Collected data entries
----------------------------------------

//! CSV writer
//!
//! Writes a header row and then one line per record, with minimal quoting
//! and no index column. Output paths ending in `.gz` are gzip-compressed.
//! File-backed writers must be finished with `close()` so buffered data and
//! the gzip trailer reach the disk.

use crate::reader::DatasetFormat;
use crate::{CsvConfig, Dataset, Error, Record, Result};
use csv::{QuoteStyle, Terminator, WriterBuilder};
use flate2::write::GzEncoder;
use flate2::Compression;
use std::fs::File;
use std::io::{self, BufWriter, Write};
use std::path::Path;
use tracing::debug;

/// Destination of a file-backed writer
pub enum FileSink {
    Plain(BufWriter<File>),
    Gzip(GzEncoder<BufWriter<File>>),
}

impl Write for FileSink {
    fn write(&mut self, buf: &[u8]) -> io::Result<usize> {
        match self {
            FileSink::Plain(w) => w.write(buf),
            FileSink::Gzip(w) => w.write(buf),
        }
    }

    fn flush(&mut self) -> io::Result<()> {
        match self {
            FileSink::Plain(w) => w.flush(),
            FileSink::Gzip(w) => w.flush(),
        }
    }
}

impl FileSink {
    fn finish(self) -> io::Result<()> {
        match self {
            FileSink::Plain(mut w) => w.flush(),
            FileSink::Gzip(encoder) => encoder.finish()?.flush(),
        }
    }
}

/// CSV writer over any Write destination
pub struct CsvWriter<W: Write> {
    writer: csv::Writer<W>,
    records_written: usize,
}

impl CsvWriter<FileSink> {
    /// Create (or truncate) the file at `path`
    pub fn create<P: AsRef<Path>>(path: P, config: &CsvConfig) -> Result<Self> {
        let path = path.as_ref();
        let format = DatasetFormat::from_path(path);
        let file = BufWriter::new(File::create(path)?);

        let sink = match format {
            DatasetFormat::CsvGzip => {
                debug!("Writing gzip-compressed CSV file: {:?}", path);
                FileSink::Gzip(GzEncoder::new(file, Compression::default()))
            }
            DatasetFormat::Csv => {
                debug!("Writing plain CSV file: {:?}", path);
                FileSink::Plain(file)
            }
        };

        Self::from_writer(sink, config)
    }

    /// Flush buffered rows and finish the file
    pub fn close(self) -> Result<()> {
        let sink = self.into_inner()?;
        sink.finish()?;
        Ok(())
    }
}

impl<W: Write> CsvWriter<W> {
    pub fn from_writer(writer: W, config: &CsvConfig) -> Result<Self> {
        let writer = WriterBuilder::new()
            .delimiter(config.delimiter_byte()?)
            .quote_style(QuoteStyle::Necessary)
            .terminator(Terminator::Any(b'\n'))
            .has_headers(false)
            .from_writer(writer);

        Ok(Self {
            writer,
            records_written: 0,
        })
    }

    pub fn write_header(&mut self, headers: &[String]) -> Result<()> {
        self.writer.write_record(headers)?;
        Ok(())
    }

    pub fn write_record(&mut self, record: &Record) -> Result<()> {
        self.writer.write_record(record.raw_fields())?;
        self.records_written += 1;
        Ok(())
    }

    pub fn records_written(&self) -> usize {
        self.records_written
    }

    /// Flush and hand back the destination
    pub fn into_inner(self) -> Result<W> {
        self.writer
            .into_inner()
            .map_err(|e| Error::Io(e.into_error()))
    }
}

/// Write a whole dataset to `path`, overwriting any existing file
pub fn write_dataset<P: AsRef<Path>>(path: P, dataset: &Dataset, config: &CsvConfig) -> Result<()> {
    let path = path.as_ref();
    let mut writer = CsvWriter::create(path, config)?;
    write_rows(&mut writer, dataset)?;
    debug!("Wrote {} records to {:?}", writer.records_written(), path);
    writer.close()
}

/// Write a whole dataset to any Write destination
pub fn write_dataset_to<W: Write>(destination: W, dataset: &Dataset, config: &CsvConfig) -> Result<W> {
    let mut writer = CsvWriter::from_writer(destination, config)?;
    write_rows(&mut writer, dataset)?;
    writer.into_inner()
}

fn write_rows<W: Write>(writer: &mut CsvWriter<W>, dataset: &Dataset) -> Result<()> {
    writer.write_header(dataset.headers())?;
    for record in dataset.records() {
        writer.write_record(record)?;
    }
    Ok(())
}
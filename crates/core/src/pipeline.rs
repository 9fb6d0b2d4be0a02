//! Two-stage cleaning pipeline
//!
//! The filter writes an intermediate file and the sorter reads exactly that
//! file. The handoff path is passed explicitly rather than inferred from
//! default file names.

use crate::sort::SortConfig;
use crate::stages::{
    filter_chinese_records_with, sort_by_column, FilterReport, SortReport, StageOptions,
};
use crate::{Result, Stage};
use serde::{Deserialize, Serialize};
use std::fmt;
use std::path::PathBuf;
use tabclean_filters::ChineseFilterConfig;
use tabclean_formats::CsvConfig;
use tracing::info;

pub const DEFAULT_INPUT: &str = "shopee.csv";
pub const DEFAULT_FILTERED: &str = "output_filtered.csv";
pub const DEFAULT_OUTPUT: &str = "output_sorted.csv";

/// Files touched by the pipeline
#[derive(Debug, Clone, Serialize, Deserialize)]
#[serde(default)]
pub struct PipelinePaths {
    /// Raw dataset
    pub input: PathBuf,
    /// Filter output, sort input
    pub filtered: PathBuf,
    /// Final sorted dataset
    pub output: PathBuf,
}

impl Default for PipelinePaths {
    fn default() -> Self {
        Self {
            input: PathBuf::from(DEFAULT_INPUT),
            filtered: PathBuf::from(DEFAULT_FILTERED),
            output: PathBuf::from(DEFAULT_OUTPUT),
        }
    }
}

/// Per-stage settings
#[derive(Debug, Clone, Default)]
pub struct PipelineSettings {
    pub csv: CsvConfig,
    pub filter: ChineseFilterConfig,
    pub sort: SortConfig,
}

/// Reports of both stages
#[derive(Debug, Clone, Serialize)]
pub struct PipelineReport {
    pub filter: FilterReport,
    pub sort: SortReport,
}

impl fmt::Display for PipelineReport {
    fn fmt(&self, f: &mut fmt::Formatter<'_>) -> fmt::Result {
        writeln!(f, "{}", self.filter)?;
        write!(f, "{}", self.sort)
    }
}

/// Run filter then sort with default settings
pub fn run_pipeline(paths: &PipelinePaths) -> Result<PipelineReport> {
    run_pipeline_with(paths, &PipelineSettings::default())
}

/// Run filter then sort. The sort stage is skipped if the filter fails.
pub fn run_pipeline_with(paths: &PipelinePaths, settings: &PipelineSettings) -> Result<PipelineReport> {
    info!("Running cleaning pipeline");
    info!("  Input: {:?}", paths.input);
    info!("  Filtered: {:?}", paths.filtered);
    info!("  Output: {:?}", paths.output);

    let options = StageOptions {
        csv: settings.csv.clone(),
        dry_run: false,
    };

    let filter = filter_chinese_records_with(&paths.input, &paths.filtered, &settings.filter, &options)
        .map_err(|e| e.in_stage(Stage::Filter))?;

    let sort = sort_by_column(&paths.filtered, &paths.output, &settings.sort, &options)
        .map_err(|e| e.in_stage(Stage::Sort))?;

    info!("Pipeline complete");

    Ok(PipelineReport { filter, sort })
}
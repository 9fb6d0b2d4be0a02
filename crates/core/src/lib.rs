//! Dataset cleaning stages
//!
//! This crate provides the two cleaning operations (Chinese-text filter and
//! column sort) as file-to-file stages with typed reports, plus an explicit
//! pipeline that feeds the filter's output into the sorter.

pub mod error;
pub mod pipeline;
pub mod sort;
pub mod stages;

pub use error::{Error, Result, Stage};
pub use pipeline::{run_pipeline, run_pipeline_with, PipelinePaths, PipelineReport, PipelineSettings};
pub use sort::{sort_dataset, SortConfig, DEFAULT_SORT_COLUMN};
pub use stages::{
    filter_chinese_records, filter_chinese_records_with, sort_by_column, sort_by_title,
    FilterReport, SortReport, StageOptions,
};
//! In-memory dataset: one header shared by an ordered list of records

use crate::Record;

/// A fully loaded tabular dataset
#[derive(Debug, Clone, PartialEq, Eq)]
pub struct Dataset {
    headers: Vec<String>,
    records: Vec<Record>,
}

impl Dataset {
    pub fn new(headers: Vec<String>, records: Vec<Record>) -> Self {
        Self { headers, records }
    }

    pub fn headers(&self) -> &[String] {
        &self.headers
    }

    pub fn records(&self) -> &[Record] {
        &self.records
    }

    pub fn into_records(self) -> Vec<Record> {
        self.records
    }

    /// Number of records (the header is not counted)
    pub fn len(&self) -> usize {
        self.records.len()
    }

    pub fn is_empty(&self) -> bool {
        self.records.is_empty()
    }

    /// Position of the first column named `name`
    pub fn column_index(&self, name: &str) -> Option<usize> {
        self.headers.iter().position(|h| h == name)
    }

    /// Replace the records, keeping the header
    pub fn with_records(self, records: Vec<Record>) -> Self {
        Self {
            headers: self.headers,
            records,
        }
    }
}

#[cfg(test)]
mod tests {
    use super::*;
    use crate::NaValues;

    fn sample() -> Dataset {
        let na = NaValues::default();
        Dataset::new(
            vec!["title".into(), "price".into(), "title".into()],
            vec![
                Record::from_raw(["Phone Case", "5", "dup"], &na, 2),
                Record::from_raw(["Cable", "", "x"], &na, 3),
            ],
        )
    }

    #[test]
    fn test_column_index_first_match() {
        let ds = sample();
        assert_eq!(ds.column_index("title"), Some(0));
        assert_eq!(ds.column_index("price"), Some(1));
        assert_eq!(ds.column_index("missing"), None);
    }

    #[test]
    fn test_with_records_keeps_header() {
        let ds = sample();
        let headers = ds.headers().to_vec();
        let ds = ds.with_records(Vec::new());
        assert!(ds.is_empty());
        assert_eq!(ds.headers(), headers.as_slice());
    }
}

----------------------------------------

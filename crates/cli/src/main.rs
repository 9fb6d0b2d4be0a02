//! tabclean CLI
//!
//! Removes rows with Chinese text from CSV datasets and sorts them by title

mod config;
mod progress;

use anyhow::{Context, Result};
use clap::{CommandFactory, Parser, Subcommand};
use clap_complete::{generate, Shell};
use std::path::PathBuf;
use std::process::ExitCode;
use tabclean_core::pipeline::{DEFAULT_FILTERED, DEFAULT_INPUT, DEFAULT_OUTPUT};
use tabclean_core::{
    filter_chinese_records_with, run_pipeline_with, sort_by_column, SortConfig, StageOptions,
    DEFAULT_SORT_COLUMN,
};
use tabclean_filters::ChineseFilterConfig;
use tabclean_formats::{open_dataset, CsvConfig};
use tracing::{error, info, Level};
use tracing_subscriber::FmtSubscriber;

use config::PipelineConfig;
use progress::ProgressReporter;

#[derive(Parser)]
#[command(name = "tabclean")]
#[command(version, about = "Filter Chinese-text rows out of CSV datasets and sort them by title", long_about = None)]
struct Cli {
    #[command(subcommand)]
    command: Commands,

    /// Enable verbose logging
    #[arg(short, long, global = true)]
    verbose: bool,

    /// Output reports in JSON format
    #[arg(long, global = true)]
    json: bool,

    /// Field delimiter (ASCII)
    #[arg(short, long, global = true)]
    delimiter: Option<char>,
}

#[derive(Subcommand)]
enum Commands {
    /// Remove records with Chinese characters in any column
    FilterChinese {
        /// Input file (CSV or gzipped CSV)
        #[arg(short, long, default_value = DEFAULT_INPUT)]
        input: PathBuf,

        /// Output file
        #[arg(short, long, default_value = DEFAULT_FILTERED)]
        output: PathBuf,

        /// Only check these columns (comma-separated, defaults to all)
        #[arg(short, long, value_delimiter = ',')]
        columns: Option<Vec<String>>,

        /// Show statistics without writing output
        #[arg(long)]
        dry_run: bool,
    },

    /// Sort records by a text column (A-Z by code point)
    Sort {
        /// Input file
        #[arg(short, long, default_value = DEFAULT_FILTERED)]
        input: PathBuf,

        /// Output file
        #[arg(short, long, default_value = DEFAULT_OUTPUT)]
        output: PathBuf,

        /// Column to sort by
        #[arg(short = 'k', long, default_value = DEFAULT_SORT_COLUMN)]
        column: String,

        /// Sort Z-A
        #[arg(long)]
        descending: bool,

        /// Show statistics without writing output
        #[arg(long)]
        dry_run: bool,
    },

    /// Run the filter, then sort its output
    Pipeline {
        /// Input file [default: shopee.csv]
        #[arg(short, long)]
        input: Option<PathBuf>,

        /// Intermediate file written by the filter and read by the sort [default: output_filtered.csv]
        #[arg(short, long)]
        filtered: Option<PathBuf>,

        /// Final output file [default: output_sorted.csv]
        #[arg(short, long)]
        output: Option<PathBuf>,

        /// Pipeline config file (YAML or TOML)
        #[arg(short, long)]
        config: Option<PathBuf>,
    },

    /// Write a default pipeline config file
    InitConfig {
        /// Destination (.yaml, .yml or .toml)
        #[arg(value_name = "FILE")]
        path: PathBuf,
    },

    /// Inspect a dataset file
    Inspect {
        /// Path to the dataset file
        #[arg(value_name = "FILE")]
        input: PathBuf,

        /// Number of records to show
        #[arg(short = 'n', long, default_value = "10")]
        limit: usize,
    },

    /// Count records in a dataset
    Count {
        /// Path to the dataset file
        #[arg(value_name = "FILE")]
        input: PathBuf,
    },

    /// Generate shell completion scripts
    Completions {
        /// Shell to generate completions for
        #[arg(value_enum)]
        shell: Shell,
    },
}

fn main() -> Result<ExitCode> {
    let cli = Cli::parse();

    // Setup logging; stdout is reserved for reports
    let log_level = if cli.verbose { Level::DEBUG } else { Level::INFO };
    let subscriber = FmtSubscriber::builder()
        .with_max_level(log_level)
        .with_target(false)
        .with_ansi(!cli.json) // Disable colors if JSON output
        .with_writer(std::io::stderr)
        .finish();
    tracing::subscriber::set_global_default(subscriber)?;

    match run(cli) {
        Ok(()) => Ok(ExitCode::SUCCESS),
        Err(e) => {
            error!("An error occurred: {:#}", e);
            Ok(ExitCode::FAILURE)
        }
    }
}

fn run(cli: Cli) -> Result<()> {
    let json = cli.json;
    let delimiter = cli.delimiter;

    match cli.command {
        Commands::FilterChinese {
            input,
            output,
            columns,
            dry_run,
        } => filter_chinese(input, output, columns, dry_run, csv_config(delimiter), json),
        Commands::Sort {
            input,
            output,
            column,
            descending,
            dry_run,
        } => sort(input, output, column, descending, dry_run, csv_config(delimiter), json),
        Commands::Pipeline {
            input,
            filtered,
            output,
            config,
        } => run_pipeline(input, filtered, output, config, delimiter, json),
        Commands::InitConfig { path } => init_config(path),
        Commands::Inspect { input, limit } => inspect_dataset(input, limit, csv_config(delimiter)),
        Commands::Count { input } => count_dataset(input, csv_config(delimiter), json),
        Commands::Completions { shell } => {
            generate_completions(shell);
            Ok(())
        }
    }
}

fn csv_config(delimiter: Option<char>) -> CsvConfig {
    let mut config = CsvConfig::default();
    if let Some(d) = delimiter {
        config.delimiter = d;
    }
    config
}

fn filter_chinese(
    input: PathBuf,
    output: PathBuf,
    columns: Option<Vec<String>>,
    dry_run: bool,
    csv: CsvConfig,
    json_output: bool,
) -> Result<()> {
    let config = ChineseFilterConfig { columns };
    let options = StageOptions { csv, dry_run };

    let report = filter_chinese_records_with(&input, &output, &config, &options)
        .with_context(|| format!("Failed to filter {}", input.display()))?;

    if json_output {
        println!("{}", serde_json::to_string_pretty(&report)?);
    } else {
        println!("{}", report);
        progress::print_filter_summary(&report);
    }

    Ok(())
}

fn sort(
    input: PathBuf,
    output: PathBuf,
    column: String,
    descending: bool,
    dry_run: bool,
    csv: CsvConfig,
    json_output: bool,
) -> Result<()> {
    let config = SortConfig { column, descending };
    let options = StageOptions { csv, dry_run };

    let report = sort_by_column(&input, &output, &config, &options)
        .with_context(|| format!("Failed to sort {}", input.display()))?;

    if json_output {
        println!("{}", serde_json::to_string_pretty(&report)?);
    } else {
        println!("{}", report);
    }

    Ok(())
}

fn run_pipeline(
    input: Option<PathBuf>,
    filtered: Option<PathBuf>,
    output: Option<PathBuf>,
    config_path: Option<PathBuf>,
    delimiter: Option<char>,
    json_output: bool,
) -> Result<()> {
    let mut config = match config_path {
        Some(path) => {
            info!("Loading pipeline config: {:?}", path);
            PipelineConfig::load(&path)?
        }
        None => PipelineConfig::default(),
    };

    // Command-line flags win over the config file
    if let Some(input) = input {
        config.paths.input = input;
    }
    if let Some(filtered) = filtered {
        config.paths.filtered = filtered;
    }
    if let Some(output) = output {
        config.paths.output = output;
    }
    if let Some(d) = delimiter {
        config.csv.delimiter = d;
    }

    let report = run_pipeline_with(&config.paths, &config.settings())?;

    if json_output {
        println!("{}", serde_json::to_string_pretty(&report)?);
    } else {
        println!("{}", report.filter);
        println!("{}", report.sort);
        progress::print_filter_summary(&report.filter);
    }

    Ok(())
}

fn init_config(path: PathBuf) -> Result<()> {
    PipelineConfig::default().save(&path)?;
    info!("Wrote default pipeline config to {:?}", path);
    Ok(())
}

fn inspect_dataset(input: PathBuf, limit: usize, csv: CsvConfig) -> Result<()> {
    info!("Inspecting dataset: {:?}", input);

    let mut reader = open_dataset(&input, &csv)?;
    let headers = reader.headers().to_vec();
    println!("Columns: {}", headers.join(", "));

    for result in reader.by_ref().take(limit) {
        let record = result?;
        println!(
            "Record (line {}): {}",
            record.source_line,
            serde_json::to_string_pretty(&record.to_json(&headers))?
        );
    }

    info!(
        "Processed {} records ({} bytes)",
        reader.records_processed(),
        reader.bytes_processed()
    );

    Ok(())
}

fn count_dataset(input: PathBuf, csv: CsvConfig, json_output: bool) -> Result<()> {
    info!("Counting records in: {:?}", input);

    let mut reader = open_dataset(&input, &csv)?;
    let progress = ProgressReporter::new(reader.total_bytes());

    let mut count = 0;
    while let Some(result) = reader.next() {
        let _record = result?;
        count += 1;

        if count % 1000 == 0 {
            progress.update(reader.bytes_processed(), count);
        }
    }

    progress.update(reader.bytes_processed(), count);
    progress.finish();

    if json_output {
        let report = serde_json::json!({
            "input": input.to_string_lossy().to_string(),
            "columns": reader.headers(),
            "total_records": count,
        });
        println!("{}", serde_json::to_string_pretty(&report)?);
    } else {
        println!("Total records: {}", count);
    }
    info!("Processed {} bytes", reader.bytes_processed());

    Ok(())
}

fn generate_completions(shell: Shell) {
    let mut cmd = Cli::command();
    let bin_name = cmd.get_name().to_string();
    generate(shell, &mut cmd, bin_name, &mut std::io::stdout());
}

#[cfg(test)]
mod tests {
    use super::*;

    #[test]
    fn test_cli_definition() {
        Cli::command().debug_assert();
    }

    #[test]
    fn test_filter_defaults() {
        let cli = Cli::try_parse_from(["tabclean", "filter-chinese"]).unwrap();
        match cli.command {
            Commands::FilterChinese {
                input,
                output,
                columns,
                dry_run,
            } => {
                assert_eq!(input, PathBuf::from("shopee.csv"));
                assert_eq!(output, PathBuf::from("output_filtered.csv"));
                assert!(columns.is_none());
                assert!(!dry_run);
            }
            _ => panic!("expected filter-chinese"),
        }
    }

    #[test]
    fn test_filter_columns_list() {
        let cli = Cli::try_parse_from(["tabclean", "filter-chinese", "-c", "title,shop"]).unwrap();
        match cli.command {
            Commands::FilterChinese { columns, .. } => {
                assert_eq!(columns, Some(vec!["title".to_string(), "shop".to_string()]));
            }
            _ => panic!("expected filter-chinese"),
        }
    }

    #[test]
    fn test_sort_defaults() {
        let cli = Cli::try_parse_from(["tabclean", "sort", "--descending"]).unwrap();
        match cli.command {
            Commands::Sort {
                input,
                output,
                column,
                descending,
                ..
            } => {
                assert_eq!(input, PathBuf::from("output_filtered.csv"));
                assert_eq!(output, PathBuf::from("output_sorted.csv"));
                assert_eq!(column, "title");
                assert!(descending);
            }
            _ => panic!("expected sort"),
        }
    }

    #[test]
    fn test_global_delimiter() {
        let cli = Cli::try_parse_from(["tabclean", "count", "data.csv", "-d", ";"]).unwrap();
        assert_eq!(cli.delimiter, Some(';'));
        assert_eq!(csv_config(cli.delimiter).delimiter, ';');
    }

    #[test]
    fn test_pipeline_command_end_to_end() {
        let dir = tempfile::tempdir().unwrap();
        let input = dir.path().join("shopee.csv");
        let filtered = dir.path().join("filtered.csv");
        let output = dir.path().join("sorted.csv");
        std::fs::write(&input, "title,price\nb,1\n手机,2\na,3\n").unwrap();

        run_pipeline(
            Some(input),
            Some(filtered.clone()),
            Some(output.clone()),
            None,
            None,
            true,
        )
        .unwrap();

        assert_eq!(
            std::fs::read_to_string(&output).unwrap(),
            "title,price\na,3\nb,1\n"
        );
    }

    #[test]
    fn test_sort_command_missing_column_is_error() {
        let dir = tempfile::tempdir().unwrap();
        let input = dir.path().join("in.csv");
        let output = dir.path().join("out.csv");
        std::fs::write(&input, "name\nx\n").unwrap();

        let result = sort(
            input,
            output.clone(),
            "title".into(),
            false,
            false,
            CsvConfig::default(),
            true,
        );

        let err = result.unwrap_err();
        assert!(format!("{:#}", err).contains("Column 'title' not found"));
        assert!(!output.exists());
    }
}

----------------------------------------

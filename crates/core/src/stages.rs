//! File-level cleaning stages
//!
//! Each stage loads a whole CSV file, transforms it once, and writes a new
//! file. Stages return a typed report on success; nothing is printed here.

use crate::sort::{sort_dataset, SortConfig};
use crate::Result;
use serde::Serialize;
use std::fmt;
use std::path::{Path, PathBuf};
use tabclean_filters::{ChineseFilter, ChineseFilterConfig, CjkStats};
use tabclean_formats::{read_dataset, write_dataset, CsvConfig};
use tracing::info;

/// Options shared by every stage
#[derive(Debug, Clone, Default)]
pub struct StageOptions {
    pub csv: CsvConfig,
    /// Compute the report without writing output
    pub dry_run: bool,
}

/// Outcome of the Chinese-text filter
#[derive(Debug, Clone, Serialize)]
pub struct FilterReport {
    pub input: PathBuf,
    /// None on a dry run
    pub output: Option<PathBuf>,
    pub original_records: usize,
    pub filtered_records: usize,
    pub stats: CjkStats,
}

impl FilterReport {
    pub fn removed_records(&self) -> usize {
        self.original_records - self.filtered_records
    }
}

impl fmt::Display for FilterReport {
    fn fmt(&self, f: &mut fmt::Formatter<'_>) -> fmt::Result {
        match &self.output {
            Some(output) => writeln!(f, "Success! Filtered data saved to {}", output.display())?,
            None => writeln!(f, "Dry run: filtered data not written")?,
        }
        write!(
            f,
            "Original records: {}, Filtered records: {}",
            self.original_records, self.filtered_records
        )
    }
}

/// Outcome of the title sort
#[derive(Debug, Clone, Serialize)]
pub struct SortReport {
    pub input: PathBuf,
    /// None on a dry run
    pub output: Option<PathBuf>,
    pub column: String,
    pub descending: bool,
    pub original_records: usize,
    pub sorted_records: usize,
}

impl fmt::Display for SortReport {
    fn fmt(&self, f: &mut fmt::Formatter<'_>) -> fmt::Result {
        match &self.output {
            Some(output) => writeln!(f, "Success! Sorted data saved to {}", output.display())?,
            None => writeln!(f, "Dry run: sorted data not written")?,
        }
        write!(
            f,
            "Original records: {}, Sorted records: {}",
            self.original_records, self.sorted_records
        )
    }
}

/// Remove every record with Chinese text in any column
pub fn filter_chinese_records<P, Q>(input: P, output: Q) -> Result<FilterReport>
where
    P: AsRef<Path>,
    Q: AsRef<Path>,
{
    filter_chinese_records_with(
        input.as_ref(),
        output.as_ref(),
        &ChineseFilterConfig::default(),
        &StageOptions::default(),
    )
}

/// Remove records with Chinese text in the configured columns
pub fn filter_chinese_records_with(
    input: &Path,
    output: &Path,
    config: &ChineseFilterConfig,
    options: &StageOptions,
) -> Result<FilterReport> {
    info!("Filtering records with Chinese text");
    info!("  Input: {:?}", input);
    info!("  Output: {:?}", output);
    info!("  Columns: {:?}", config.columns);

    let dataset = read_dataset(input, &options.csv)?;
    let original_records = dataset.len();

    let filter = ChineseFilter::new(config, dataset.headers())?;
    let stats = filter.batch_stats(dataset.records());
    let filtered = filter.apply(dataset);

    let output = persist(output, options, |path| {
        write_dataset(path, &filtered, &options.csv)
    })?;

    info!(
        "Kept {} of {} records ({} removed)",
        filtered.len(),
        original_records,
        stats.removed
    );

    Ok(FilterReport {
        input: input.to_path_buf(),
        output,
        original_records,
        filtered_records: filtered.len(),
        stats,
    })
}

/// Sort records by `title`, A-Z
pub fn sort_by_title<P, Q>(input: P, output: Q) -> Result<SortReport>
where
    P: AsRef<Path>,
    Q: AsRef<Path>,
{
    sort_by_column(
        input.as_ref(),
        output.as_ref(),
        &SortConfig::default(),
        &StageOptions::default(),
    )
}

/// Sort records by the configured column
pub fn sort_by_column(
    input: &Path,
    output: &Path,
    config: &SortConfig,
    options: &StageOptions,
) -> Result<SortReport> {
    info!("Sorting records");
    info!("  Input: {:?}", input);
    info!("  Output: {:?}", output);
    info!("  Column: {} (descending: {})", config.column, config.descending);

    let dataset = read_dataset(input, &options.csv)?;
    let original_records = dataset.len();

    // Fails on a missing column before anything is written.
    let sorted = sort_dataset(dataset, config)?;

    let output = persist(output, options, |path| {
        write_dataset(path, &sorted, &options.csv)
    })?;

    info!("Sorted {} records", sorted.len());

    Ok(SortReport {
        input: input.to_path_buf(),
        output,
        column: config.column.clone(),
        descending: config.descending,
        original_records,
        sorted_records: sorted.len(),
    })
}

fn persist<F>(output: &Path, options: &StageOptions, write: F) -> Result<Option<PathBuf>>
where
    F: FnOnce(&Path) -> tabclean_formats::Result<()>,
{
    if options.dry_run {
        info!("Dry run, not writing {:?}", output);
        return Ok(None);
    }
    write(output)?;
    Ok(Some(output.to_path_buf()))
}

----------------------------------------

Exercise
Look through the entries. Copy out each line with "FmtSubscriber" in it.

Task response
use tracing_subscriber::FmtSubscriber;
    let subscriber = FmtSubscriber::builder()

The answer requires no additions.